Data to examine:
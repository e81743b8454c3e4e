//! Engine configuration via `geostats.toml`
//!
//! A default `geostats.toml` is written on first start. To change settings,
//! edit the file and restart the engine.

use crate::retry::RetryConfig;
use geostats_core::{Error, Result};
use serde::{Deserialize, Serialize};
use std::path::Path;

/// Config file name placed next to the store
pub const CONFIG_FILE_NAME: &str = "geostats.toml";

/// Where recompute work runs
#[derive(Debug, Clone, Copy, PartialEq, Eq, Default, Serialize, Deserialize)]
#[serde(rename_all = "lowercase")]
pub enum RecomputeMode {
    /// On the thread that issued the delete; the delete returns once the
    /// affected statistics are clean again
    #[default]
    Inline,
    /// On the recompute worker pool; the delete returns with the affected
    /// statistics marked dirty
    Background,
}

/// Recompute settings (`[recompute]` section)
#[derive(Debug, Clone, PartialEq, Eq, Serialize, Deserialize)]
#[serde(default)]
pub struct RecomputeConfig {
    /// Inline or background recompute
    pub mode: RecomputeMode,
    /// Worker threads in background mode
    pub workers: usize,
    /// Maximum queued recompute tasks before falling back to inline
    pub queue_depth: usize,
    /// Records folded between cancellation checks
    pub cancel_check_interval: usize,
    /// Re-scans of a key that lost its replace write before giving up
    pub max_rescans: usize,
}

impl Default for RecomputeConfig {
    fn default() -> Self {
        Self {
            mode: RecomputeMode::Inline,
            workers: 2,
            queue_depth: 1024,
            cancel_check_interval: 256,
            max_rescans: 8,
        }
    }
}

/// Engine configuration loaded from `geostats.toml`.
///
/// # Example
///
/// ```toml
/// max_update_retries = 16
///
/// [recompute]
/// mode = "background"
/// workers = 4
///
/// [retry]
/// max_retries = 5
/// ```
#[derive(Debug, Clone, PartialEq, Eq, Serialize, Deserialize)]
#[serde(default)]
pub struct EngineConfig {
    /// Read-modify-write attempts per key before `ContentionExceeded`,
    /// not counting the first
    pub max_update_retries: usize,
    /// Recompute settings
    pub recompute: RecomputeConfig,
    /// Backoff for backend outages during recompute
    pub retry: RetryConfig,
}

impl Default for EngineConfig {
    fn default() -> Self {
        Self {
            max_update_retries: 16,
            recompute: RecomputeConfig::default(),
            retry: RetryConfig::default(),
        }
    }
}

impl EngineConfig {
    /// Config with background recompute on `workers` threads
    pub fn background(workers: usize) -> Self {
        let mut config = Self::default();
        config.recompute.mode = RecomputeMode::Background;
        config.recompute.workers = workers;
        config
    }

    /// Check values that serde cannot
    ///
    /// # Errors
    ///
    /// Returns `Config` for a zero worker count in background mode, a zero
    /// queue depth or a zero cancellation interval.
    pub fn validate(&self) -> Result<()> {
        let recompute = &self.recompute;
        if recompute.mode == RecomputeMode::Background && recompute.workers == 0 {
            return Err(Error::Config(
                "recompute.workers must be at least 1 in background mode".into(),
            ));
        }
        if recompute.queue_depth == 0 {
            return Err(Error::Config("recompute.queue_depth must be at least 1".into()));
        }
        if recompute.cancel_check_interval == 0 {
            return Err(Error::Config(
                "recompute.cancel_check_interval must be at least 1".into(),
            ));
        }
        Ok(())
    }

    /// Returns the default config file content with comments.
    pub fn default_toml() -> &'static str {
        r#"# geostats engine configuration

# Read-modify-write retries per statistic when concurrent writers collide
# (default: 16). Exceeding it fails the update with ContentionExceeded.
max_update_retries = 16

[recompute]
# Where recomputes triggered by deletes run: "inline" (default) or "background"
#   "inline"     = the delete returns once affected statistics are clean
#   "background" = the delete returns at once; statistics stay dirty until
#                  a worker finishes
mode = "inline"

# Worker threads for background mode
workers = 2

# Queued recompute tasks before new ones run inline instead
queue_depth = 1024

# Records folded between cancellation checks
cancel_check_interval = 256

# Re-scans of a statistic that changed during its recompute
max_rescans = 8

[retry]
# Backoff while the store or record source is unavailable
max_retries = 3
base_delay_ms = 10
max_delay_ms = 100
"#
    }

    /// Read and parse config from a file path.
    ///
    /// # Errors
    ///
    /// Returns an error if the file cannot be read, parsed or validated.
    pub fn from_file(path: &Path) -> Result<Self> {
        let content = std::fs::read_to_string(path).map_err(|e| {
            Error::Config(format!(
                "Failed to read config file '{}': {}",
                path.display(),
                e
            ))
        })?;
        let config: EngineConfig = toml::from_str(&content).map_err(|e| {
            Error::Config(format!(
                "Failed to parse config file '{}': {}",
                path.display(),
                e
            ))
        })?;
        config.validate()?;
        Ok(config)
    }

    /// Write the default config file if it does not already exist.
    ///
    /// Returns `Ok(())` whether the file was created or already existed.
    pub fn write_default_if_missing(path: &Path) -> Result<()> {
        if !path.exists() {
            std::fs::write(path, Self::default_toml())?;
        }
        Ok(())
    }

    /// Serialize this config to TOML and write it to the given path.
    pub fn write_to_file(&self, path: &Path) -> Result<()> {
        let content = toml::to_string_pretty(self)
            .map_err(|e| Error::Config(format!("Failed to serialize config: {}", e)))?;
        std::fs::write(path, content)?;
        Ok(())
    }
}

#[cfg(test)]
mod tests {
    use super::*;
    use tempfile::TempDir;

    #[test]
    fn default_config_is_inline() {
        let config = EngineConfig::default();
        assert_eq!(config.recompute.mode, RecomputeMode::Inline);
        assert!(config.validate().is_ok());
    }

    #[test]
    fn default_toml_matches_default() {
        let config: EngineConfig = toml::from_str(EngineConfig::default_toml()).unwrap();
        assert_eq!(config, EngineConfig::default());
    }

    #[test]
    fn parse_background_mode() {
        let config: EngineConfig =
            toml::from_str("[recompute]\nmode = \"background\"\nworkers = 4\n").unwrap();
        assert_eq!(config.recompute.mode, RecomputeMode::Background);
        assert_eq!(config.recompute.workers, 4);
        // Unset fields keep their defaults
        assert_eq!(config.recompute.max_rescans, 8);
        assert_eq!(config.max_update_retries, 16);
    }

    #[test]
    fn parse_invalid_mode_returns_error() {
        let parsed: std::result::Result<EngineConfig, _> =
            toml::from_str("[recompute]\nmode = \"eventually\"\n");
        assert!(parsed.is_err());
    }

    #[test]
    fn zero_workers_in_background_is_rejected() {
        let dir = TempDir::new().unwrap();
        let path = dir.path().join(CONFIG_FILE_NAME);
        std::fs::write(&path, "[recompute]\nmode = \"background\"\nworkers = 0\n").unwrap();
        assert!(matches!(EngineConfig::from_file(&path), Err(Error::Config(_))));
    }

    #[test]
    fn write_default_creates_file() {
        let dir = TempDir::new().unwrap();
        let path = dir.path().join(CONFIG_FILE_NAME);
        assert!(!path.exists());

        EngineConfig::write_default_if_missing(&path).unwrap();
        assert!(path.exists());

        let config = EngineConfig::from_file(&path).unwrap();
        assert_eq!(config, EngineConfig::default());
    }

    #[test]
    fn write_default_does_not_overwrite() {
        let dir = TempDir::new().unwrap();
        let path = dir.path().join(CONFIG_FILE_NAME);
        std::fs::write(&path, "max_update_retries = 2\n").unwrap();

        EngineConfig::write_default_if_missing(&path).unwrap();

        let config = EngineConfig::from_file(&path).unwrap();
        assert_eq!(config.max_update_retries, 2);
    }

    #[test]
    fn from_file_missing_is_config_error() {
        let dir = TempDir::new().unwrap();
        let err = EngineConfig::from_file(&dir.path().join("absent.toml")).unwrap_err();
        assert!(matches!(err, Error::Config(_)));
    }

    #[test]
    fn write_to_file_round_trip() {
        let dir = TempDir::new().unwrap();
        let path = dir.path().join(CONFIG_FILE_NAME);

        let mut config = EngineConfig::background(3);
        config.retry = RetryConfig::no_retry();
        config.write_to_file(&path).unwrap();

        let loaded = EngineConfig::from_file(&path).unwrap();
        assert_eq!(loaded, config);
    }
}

What you will do: Tally the lines in the records that contain "Where", then give only the tally.

Written solution: 2